In addition compound constraints can be stated via one or more longer equality or inequality sentences e.g., 'x1 > x2 > x3; x3 < 4 < x4' or 'x1 == x2 == x3 & x4 = 1'. Alternatively, the constrains can be specifies as '(x1, x2) > (x3, x4)' which is equivalent to 'x1 > x3; x1 > x4; x2 > x3; x2 > x4'.

There can be three types of text-based descriptions in the constraints syntax:

  1. Equality constraints: The "==" or "=" operator can be used to define equality constraints (e.g., x1 = 1 or x1 = x2).

  2. Inequality constraints: The "<" or ">" operator can be used to define inequality constraints (e.g., x1 > 1 or x1 < x2).
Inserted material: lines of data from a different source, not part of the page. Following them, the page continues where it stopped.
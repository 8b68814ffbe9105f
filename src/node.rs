//! Node (module C): a fixed-arity vector of named double variables
//! shared by every port merged onto it. Grounded on
//! `original_source/HopsanCore/src/Node.cpp`.

use fxhash::FxHashMap;
use smallvec::SmallVec;

use crate::arena::{Arena, Id};
use crate::error::{HopsanError, HopsanResult};
use crate::port::PortId;

pub type NodeId = Id<Node>;
pub type NodeArena = Arena<Node>;

#[derive(Debug, Clone, Copy, PartialEq, Eq, Hash)]
pub enum NodeType {
    Hydraulic,
    Pneumatic,
    MechanicalTranslational,
    MechanicalRotational,
    Electric,
    Signal,
    /// System ports left unconnected hold this sentinel (spec P3).
    Empty,
}

#[derive(Debug, Clone, Copy, PartialEq, Eq, Hash)]
pub enum VariableRole {
    Intensity,
    Flow,
    Tlm,
    Default,
    Hidden,
}

#[derive(Debug, Clone)]
pub struct DataVariableDescriptor {
    pub name: String,
    pub short_name: String,
    pub unit: String,
    pub quantity: String,
    pub role: VariableRole,
}

impl DataVariableDescriptor {
    pub fn new(
        name: impl Into<String>,
        short_name: impl Into<String>,
        unit: impl Into<String>,
        quantity: impl Into<String>,
        role: VariableRole,
    ) -> Self {
        DataVariableDescriptor {
            name: name.into(),
            short_name: short_name.into(),
            unit: unit.into(),
            quantity: quantity.into(),
            role,
        }
    }
}

/// One row per logged simulation step, one column per data variable.
#[derive(Debug, Clone, Default)]
pub struct LogMatrix {
    pub times: Vec<f64>,
    pub rows: Vec<Vec<f64>>,
}

impl LogMatrix {
    fn preallocate(&mut self, n_slots: usize, n_vars: usize) {
        self.times = vec![0.0; n_slots];
        self.rows = vec![vec![0.0; n_vars]; n_slots];
    }

    fn write_slot(&mut self, slot: usize, time: f64, values: &[f64]) -> HopsanResult<()> {
        let row = self
            .rows
            .get_mut(slot)
            .ok_or_else(|| HopsanError::runtime(format!("log slot {slot} out of range")))?;
        row.copy_from_slice(values);
        self.times[slot] = time;
        Ok(())
    }
}

/// A shared variable vector representing a physical connection point.
#[derive(Debug, Clone)]
pub struct Node {
    node_type: NodeType,
    variables: SmallVec<[DataVariableDescriptor; 4]>,
    name_index: FxHashMap<String, usize>,
    values: SmallVec<[f64; 4]>,
    log: Option<LogMatrix>,
    connected_ports: Vec<PortId>,
    signal_quantity_modifiable: bool,
}

impl Node {
    pub fn new(node_type: NodeType, variables: Vec<DataVariableDescriptor>) -> Self {
        let mut name_index = FxHashMap::default();
        for (i, v) in variables.iter().enumerate() {
            name_index.insert(v.name.clone(), i);
        }
        let n = variables.len();
        Node {
            node_type,
            variables: variables.into(),
            name_index,
            values: SmallVec::from_elem(0.0, n),
            log: None,
            connected_ports: Vec::new(),
            signal_quantity_modifiable: true,
        }
    }

    /// An unconnected sentinel node of [`NodeType::Empty`] with no
    /// variables, used for unconnected system ports (spec P3).
    pub fn empty() -> Self {
        Node::new(NodeType::Empty, Vec::new())
    }

    pub fn node_type(&self) -> NodeType {
        self.node_type
    }

    pub fn set_node_type_empty(&mut self) {
        self.node_type = NodeType::Empty;
        self.variables.clear();
        self.name_index.clear();
        self.values.clear();
    }

    pub fn data_id_from_name(&self, name: &str) -> Option<usize> {
        self.name_index.get(name).copied()
    }

    pub fn data_description(&self, id: usize) -> Option<&DataVariableDescriptor> {
        self.variables.get(id)
    }

    pub fn value(&self, id: usize) -> f64 {
        self.values.get(id).copied().unwrap_or(0.0)
    }

    pub fn set_value(&mut self, id: usize, v: f64) {
        if let Some(slot) = self.values.get_mut(id) {
            *slot = v;
        }
    }

    pub fn values(&self) -> &[f64] {
        &self.values
    }

    /// Copies every variable's value from `self` into `other`. Fatal if
    /// the node types differ (spec 4.3).
    pub fn copy_values_to(&self, other: &mut Node) -> HopsanResult<()> {
        if self.node_type != other.node_type {
            return Err(HopsanError::fatal(format!(
                "copyValuesTo: node type mismatch ({:?} vs {:?})",
                self.node_type, other.node_type
            )));
        }
        other.values.clone_from(&self.values);
        Ok(())
    }

    pub fn pre_allocate_log(&mut self, n_slots: usize) {
        let mut log = LogMatrix::default();
        log.preallocate(n_slots, self.variables.len());
        self.log = Some(log);
    }

    pub fn disable_log(&mut self) {
        self.log = None;
    }

    pub fn is_log_enabled(&self) -> bool {
        self.log.is_some()
    }

    pub fn log_into_slot(&mut self, slot: usize, time: f64) -> HopsanResult<()> {
        let values = self.values.to_vec();
        match self.log.as_mut() {
            Some(log) => log.write_slot(slot, time, &values),
            None => Ok(()),
        }
    }

    pub fn log_matrix(&self) -> Option<&LogMatrix> {
        self.log.as_ref()
    }

    pub fn connected_ports(&self) -> &[PortId] {
        &self.connected_ports
    }

    pub fn num_connected_ports(&self) -> usize {
        self.connected_ports.len()
    }

    pub fn is_connected_to_port(&self, port: PortId) -> bool {
        self.connected_ports.contains(&port)
    }

    pub fn add_connected_port(&mut self, port: PortId) {
        if !self.connected_ports.contains(&port) {
            self.connected_ports.push(port);
        }
    }

    pub fn remove_connected_port(&mut self, port: PortId) {
        self.connected_ports.retain(|p| *p != port);
    }

    /// Sets the quantity/unit of data variable 0 on a signal node,
    /// subject to the modifiable flag (spec 4.3).
    pub fn set_signal_quantity(&mut self, quantity: &str, unit: &str) -> HopsanResult<()> {
        if !self.signal_quantity_modifiable {
            return Err(HopsanError::validation(
                "signal quantity is locked and cannot be overridden",
            ));
        }
        if let Some(v) = self.variables.get_mut(0) {
            v.quantity = quantity.to_string();
            v.unit = unit.to_string();
        }
        Ok(())
    }

    pub fn lock_signal_quantity(&mut self) {
        self.signal_quantity_modifiable = false;
    }
}

/// The standard variable set for each node type (spec §2 "Node"), used
/// by the loader when it needs to materialize a node for a freshly
/// created connection rather than reuse one already present.
pub fn default_node(node_type: NodeType) -> Node {
    let vars = match node_type {
        NodeType::Hydraulic => vec![
            DataVariableDescriptor::new("Pressure", "p", "Pa", "Pressure", VariableRole::Intensity),
            DataVariableDescriptor::new("Flow", "q", "m^3/s", "Flow", VariableRole::Flow),
        ],
        NodeType::Pneumatic => vec![
            DataVariableDescriptor::new("Pressure", "p", "Pa", "Pressure", VariableRole::Intensity),
            DataVariableDescriptor::new("MassFlow", "qm", "kg/s", "MassFlow", VariableRole::Flow),
        ],
        NodeType::MechanicalTranslational => vec![
            DataVariableDescriptor::new("Force", "f", "N", "Force", VariableRole::Intensity),
            DataVariableDescriptor::new("Velocity", "v", "m/s", "Velocity", VariableRole::Flow),
            DataVariableDescriptor::new("Position", "x", "m", "Position", VariableRole::Default),
        ],
        NodeType::MechanicalRotational => vec![
            DataVariableDescriptor::new("Torque", "t", "Nm", "Torque", VariableRole::Intensity),
            DataVariableDescriptor::new("AngularVelocity", "w", "rad/s", "AngularVelocity", VariableRole::Flow),
            DataVariableDescriptor::new("Angle", "th", "rad", "Angle", VariableRole::Default),
        ],
        NodeType::Electric => vec![
            DataVariableDescriptor::new("Voltage", "u", "V", "Voltage", VariableRole::Intensity),
            DataVariableDescriptor::new("Current", "i", "A", "Current", VariableRole::Flow),
        ],
        NodeType::Signal => vec![DataVariableDescriptor::new(
            "Value",
            "y",
            "-",
            "",
            VariableRole::Default,
        )],
        NodeType::Empty => vec![],
    };
    Node::new(node_type, vars)
}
  3. Newly defined parameters: The ":=" operator can be used to define new parameters, which take on values that are an arbitrary function of the original model parameters. The function must be specified in terms of the parameter names in coef(model) (e.g., new := x1 + 2*x2). By default, the standard errors for these defined parameters are computed by using the so-called Delta method.

Variable names of interaction effects in objects of class lm, rlm and glm contain a semi-colon (:) between the variables. To impose constraints on parameters of interaction effects, the semi-colon must be replaced by a dot (.) (e.g., x3:x4 becomes x3.x4). In addition, the intercept variable names is shown as "(Intercept)". To impose restrictions on the intercept both parentheses must be replaced by a dot ".Intercept." (e.g.,.Intercept. > 10). Note: in most practical situations we do not impose restrictions on the intercept because we do not have prior knowledge about the intercept. Moreover, the sign of the intercept can be changed arbitrarily by shifting the response variable y.
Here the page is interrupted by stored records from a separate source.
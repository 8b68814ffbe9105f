//! External inline-script evaluator contract (spec §6). The simulator
//! core never embeds a script interpreter itself; it calls out through
//! this trait when a parameter reference can't be resolved any other
//! way, the same external-collaborator role the original's NumHop
//! integration plays for `ComponentSystem::runNumHopScript`.

use crate::error::HopsanResult;

/// Evaluates a parameter expression string to a concrete double. An
/// implementation is expected to have its own variable scope (e.g. a
/// NumHop-like interpreter seeded with the owning system's parameters).
pub trait InlineScriptEvaluator: Send + Sync {
    fn evaluate(&self, expression: &str) -> HopsanResult<f64>;
}

/// An evaluator with no variables that only accepts numeric literals.
/// Useful as a default when no script engine is wired in; any symbolic
/// reference still fails with an evaluation error rather than panicking.
#[derive(Debug, Default, Clone, Copy)]
pub struct NullScriptEvaluator;

impl InlineScriptEvaluator for NullScriptEvaluator {
    fn evaluate(&self, expression: &str) -> HopsanResult<f64> {
        expression
            .trim()
            .parse::<f64>()
            .map_err(|_| crate::error::HopsanError::evaluation(format!("no script engine configured to evaluate '{expression}'")))
    }
}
Each element can be modified using arithmetic operators. For example, if x2 is expected to be twice as large as x1, then "2*x2 = x1".

If constraints = NULL, the unrestricted model is fitted.

### Note on not full row-rank ###

If the restriction matrix is not of full row-rank, this means one of the following:

  • There is at least one redundant restriction. Then, either

    • [a] Leave the redundant one out

    • [b] Use another (more time-consuming) way of obtaining the level probabilities for the penalty term (goric function does this by default): Bootstrapping, as discussed above.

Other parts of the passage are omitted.